Could you print every line from the first one of the records below through the line containing "with one side", with both included and nothing else?

● **DATASET EXTRACT**:
/---
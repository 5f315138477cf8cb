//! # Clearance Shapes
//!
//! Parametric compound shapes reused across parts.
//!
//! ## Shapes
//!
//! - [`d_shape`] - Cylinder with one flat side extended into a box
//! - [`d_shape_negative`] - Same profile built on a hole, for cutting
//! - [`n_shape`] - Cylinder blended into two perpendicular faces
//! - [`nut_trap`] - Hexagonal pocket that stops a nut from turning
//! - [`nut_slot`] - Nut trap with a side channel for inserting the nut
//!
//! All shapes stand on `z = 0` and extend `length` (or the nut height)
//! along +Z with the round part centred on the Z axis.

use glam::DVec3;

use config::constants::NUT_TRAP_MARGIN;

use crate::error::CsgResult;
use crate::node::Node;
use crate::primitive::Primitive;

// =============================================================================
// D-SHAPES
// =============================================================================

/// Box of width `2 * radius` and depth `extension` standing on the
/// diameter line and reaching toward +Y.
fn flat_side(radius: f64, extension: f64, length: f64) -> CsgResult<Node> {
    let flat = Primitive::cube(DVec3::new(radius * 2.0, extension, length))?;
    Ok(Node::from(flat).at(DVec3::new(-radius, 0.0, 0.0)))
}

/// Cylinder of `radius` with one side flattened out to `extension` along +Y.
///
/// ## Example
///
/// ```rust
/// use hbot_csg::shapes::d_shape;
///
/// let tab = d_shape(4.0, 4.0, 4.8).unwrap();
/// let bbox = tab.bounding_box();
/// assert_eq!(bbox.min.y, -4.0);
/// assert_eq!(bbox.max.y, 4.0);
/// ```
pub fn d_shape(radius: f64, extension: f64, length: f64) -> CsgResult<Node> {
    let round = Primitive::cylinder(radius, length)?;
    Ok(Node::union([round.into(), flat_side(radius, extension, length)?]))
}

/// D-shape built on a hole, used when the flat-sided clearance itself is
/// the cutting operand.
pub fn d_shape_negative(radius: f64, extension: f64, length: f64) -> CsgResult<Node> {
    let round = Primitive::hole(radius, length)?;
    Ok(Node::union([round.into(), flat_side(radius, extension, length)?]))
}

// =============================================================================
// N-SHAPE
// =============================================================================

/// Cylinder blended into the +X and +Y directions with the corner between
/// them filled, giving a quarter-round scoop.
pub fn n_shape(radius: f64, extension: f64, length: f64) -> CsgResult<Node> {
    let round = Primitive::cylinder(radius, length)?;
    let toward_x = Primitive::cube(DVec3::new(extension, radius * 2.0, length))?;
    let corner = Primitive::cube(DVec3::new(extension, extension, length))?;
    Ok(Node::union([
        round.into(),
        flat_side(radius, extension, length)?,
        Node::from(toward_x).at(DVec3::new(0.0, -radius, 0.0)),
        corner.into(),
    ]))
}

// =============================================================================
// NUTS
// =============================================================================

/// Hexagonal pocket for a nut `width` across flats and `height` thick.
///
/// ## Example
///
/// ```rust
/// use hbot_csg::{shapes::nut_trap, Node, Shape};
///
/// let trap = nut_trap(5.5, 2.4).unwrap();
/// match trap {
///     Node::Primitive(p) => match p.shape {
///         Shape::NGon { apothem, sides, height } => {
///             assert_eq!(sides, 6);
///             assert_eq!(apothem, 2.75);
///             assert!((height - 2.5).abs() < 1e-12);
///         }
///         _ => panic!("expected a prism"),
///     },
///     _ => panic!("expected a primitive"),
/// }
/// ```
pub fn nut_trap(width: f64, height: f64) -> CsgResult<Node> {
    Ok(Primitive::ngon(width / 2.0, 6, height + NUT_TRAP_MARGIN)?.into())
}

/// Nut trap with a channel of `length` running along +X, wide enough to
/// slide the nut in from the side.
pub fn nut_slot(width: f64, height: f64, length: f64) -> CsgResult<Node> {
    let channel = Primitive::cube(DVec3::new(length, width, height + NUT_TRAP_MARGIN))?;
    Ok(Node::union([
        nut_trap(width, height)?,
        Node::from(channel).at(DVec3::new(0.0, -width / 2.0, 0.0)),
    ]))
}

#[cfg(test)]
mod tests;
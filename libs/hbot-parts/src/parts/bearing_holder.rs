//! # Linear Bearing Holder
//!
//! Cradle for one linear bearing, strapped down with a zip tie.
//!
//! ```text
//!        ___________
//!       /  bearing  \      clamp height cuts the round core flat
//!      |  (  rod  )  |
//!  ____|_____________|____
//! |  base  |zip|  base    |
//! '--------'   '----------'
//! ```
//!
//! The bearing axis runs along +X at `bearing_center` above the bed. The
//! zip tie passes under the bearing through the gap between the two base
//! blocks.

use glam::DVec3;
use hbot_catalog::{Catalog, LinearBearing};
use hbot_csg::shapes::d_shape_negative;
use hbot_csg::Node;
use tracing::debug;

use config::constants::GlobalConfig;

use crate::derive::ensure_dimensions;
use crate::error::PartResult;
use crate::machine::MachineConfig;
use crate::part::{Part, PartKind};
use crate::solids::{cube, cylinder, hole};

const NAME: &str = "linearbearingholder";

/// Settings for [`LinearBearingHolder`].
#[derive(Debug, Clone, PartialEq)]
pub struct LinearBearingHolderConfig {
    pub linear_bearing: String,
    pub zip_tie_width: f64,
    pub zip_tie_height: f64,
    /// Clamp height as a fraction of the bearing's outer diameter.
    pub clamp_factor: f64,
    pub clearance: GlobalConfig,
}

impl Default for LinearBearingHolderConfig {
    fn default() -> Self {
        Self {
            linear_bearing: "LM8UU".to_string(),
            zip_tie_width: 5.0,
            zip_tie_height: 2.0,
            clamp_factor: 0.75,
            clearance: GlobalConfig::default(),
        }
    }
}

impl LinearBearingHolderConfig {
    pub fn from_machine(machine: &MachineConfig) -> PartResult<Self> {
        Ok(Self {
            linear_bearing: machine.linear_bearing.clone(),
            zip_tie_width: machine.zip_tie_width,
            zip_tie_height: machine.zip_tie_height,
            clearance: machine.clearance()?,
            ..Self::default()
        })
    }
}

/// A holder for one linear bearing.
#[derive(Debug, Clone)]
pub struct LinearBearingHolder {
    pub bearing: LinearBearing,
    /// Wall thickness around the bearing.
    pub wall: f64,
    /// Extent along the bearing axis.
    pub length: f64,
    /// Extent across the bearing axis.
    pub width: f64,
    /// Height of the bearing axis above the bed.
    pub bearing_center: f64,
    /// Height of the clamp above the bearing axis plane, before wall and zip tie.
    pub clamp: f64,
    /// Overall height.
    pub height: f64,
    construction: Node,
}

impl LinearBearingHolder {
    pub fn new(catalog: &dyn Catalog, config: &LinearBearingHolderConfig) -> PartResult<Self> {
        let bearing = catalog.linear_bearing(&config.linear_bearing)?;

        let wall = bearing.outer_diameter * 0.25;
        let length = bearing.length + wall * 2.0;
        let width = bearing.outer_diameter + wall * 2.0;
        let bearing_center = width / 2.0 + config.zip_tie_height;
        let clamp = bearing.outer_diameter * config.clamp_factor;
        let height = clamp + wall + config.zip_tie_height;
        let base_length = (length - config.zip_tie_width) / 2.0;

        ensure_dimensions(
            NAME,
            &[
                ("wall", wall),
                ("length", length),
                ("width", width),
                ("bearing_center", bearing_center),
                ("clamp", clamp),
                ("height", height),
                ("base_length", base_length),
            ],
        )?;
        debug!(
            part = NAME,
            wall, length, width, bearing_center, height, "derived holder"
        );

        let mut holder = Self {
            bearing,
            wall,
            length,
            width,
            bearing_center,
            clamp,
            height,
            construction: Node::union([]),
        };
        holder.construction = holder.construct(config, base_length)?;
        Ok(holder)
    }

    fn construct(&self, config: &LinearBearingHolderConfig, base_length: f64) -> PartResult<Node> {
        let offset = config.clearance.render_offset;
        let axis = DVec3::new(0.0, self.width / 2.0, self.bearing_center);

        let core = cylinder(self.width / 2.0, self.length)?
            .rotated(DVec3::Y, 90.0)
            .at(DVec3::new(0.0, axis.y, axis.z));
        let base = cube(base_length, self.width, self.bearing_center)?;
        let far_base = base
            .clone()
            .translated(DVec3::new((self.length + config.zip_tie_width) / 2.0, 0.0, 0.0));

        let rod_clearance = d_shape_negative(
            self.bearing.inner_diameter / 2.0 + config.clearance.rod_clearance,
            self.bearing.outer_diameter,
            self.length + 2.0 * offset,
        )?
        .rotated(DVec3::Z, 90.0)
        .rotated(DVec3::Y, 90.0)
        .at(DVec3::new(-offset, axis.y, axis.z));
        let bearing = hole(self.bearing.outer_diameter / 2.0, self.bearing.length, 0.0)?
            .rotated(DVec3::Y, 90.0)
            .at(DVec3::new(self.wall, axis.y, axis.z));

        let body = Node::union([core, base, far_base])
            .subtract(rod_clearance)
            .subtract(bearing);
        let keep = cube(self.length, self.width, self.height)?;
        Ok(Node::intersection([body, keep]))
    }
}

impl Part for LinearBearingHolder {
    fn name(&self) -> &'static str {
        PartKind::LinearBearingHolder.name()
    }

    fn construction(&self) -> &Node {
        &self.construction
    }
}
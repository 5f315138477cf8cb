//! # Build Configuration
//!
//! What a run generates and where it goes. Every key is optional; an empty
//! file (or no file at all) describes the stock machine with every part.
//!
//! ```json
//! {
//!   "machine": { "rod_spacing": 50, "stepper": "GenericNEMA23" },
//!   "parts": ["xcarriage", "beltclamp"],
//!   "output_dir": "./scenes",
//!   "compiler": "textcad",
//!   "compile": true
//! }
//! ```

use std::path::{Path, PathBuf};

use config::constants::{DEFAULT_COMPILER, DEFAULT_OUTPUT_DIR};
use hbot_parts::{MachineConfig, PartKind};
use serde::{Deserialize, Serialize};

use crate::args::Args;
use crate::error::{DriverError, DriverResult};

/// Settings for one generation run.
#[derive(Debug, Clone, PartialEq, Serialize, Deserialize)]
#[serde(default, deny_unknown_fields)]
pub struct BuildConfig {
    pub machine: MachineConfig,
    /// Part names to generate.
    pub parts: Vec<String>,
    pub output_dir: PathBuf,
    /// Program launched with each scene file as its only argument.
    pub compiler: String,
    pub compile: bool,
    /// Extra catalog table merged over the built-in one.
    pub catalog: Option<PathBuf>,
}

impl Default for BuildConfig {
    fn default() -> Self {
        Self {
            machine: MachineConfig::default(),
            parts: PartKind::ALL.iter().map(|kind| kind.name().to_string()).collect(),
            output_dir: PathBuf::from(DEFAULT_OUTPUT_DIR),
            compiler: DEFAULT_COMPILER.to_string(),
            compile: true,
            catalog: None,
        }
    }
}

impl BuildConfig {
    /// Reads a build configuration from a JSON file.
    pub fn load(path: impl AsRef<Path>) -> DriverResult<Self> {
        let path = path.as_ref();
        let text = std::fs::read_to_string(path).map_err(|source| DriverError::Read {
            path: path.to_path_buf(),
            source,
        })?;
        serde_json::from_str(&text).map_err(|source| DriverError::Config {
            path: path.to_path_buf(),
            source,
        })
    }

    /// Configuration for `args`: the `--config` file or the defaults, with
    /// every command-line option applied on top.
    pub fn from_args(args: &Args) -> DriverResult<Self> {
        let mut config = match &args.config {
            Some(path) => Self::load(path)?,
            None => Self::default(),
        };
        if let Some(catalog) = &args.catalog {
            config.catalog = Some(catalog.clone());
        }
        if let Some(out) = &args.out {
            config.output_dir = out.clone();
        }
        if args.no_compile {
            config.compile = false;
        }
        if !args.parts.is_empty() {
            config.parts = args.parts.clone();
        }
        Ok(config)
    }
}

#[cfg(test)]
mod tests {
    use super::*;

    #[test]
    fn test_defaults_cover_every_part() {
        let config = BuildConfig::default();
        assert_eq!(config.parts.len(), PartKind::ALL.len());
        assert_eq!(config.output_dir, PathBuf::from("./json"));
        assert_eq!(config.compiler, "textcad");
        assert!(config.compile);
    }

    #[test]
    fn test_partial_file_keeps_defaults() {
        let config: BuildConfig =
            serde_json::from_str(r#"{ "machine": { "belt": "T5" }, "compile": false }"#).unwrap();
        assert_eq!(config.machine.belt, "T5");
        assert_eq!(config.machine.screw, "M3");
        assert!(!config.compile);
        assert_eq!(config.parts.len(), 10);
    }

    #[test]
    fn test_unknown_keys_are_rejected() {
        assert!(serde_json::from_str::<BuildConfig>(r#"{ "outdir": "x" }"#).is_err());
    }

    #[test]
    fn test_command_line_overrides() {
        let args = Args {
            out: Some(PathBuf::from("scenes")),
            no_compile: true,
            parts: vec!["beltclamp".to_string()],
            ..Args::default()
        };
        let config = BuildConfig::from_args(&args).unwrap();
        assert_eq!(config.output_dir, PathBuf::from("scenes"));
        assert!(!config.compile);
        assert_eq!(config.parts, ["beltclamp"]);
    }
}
\---
● **ANSWER TO THIS PROBLEM**:
repository 5f315138477cf8cb
//! # Clearance Shapes
//!
//! Parametric compound shapes reused across parts.
//!
//! ## Shapes
//!
//! - [`d_shape`] - Cylinder with one flat side extended into a box
//! - [`d_shape_negative`] - Same profile built on a hole, for cutting
//! - [`n_shape`] - Cylinder blended into two perpendicular faces
//! - [`nut_trap`] - Hexagonal pocket that stops a nut from turning
//! - [`nut_slot`] - Nut trap with a side channel for inserting the nut
//!
//! All shapes stand on `z = 0` and extend `length` (or the nut height)
//! along +Z with the round part centred on the Z axis.

use glam::DVec3;

use config::constants::NUT_TRAP_MARGIN;

use crate::error::CsgResult;
use crate::node::Node;
use crate::primitive::Primitive;

// =============================================================================
// D-SHAPES
// =============================================================================

/// Box of width `2 * radius` and depth `extension` standing on the
/// diameter line and reaching toward +Y.
fn flat_side(radius: f64, extension: f64, length: f64) -> CsgResult<Node> {
    let flat = Primitive::cube(DVec3::new(radius * 2.0, extension, length))?;
    Ok(Node::from(flat).at(DVec3::new(-radius, 0.0, 0.0)))
}

/// Cylinder of `radius` with one side flattened out to `extension` along +Y.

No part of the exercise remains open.